- **EXERCISE DIRECTIONS**
Only lines with the word "NoteOrder" are needed; collect each of them from the listing below.

- **DATASET EXTRACT**

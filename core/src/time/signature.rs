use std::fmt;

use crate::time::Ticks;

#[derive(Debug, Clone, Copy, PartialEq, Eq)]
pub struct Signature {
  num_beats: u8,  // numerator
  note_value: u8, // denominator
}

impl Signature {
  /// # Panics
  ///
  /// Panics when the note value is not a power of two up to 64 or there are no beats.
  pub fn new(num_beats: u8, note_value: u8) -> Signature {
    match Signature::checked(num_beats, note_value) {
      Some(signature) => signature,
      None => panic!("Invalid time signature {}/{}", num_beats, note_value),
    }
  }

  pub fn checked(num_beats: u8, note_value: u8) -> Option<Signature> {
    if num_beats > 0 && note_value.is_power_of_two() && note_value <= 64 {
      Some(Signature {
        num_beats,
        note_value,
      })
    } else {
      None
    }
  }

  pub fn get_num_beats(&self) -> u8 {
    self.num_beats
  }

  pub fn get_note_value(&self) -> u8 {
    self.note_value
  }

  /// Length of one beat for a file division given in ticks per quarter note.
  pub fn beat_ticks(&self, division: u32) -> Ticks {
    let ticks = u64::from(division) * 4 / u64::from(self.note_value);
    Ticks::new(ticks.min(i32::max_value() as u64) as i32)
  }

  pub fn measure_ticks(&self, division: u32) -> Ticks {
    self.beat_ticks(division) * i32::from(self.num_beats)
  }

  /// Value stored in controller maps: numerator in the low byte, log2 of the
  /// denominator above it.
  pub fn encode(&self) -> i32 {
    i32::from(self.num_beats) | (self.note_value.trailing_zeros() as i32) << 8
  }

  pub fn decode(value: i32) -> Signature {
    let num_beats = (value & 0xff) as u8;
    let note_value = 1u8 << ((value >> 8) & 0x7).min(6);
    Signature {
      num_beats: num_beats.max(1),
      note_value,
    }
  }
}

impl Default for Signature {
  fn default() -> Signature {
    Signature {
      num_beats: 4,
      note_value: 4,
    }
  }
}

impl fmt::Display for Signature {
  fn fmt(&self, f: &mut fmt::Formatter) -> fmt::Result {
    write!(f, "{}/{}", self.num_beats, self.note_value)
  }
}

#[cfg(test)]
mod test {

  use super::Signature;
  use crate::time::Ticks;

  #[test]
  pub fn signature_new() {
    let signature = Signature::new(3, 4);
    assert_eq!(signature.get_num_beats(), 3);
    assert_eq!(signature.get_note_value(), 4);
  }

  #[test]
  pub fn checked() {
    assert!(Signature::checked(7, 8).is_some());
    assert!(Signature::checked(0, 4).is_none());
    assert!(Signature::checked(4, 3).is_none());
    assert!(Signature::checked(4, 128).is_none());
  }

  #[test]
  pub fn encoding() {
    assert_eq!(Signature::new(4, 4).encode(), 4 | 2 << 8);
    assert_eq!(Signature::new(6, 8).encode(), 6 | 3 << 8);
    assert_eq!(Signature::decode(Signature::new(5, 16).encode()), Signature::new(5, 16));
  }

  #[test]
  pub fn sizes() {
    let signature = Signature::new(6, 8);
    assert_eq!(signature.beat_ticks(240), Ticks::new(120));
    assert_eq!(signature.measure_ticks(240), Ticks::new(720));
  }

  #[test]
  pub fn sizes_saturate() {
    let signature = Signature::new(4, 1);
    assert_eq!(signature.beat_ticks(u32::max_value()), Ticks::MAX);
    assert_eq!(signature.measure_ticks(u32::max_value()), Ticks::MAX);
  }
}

...

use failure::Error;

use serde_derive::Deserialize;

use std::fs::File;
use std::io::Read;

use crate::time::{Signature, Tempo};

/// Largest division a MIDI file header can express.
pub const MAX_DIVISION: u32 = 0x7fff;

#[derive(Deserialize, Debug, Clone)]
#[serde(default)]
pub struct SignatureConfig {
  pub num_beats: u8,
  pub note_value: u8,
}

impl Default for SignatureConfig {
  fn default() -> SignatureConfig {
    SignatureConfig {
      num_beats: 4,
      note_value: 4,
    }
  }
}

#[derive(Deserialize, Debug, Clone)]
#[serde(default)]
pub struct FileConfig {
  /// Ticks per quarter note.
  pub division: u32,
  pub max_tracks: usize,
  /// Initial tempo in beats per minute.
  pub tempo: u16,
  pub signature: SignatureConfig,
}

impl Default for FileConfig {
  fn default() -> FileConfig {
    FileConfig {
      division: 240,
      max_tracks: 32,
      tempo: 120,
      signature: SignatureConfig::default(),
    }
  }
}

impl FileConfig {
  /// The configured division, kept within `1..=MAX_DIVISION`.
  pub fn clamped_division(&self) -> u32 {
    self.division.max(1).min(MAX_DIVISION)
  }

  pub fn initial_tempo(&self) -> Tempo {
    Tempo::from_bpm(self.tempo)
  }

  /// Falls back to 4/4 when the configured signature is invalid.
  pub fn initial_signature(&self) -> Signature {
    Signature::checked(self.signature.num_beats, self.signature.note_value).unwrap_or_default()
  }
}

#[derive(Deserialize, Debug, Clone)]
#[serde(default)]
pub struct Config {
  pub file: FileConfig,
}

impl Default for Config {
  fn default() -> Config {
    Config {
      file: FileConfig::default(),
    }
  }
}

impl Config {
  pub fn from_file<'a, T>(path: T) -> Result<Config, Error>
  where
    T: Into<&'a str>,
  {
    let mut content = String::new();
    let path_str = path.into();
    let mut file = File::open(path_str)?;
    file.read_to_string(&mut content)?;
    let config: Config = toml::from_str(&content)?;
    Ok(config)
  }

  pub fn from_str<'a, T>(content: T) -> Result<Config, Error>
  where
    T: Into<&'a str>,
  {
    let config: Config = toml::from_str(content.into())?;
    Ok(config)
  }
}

---

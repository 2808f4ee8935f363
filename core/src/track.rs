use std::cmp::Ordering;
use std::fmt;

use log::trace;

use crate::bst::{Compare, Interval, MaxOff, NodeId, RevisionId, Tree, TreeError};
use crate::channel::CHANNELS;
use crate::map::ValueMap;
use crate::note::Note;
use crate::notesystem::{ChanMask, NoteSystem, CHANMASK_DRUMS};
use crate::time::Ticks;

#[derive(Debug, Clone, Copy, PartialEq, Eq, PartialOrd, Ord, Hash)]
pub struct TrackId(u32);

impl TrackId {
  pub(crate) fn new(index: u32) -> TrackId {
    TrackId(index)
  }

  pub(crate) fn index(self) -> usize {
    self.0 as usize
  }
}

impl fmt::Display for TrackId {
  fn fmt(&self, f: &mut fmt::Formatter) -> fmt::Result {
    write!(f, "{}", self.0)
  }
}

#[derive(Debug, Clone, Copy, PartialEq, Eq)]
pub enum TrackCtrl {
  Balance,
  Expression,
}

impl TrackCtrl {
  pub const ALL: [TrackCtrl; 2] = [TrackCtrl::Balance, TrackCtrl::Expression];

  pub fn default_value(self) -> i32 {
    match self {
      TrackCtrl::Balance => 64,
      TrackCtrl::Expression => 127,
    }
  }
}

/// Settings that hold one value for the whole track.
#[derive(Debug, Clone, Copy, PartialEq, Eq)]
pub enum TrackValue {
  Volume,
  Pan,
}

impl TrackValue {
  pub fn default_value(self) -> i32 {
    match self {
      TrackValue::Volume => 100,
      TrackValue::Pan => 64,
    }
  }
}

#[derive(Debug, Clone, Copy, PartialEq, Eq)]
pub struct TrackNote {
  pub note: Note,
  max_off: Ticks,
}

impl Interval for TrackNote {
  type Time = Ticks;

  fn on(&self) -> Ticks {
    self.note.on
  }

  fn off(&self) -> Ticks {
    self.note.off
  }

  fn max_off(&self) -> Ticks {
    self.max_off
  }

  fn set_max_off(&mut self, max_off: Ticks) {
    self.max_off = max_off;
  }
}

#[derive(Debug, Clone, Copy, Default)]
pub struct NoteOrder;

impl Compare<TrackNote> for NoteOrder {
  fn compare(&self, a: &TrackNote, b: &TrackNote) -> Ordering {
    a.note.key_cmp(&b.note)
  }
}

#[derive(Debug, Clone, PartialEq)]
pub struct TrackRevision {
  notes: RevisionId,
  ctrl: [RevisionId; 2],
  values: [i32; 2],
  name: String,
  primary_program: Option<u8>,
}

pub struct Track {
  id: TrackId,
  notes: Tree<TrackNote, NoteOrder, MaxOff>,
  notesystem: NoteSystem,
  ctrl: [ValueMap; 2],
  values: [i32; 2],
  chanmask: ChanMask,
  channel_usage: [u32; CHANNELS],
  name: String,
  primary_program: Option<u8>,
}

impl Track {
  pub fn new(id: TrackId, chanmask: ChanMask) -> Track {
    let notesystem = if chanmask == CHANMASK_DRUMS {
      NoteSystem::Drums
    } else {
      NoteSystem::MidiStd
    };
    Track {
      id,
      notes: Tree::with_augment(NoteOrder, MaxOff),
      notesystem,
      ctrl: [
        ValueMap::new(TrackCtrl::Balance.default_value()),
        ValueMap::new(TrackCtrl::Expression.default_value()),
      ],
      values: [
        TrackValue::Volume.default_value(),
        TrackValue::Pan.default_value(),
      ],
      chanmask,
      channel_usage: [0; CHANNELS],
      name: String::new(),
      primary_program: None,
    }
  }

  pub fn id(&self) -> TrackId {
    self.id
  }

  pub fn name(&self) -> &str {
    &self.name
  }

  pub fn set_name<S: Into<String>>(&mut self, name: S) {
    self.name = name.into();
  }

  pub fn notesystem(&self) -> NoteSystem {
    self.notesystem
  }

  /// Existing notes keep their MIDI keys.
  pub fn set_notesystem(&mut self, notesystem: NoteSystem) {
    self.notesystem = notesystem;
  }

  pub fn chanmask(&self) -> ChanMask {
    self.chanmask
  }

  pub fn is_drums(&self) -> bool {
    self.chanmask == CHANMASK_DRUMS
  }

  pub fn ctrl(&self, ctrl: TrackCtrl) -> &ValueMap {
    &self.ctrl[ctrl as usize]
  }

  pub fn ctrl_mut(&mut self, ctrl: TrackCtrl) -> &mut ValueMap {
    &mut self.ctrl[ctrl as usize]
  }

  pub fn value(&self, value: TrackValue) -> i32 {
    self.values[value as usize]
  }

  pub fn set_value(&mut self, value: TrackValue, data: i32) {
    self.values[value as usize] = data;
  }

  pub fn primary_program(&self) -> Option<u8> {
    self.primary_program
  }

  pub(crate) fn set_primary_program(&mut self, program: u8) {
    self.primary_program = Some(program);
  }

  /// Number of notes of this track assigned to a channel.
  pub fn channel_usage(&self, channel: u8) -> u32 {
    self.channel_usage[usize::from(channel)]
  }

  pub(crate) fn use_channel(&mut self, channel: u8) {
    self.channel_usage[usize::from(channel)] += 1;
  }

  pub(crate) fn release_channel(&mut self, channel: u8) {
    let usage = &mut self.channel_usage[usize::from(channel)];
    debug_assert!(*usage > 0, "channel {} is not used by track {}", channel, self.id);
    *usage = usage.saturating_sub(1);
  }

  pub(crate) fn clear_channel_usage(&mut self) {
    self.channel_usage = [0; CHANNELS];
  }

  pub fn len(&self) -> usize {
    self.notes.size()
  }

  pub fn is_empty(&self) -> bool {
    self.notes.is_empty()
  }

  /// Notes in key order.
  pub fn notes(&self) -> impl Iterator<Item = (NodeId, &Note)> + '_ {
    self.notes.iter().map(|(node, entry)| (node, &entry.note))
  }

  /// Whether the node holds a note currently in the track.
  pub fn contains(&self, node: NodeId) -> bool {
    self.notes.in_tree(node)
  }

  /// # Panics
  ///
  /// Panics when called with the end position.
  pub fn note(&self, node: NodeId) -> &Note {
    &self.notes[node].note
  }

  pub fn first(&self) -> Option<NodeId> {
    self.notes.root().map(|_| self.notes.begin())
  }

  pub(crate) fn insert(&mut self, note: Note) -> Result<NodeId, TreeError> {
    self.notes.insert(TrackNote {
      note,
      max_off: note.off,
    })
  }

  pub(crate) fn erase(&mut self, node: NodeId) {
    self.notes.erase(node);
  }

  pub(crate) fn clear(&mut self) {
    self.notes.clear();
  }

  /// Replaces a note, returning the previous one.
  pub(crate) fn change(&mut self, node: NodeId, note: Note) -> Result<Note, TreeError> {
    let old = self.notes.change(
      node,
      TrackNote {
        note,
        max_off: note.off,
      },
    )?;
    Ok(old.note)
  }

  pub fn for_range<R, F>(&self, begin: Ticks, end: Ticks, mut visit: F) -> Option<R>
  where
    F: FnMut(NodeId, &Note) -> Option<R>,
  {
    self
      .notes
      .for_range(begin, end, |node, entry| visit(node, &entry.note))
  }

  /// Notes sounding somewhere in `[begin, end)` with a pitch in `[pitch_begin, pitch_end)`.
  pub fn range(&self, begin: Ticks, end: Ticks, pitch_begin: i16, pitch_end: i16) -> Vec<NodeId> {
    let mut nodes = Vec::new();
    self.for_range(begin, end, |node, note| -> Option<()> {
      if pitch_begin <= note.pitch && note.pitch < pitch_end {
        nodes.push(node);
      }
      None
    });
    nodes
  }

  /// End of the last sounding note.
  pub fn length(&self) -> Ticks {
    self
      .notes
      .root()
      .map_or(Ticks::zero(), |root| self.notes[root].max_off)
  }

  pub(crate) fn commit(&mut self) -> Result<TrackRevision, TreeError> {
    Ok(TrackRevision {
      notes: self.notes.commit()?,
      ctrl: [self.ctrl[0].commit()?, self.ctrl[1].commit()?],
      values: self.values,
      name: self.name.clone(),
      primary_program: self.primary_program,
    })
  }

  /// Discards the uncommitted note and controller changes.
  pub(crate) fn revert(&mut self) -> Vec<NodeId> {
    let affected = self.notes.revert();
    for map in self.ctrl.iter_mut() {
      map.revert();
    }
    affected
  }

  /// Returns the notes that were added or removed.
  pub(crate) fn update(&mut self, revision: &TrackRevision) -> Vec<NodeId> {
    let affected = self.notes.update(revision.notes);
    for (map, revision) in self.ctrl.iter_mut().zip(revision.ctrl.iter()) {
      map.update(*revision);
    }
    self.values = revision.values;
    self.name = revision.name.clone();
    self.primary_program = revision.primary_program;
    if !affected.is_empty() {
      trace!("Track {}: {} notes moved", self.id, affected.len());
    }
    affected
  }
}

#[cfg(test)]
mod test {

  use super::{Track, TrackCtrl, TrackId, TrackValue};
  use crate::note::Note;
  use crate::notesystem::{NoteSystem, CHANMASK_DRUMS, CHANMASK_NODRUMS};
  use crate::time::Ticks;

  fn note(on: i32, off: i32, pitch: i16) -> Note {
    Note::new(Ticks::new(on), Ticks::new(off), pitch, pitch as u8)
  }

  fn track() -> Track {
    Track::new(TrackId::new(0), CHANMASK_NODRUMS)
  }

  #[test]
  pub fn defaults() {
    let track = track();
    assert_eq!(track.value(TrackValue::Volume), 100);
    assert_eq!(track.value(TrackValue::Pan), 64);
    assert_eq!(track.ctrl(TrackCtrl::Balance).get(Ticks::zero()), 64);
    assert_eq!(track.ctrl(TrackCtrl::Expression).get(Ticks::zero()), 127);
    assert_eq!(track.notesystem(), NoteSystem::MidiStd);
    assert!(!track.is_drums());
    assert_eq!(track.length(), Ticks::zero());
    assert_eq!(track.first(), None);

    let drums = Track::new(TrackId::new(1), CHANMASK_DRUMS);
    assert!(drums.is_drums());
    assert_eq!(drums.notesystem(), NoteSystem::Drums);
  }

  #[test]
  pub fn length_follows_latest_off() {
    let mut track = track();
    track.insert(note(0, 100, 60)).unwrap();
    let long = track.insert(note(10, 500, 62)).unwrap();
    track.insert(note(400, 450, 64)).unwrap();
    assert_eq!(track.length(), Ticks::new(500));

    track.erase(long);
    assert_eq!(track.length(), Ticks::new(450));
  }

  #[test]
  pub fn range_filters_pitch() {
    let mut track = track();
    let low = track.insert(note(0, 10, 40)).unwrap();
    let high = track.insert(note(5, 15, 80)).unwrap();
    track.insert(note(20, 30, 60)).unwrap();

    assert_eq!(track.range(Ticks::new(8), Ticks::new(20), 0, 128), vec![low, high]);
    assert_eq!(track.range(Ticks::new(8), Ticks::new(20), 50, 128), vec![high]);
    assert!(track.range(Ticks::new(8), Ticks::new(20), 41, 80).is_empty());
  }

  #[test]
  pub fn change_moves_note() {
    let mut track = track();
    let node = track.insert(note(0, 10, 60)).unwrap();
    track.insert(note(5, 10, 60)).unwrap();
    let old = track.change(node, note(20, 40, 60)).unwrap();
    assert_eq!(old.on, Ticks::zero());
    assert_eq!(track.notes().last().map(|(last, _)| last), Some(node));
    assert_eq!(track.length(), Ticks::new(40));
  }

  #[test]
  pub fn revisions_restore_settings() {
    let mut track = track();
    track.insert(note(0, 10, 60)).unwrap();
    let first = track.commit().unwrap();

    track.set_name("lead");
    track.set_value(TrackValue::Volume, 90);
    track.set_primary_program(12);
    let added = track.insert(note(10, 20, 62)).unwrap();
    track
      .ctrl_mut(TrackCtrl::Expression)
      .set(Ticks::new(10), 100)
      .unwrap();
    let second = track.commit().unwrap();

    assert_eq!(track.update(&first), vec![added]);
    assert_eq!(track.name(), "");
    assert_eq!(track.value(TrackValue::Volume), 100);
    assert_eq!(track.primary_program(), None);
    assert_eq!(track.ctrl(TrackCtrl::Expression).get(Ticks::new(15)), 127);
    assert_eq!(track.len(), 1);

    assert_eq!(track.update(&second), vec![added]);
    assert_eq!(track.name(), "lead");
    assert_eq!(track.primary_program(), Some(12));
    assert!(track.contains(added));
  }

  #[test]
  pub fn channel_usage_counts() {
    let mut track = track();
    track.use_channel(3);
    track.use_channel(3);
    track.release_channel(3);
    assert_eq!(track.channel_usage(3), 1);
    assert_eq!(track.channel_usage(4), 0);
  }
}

- **WRITTEN SOLUTION**
pub struct NoteOrder;
impl Compare<TrackNote> for NoteOrder {
  notes: Tree<TrackNote, NoteOrder, MaxOff>,
      notes: Tree::with_augment(NoteOrder, MaxOff),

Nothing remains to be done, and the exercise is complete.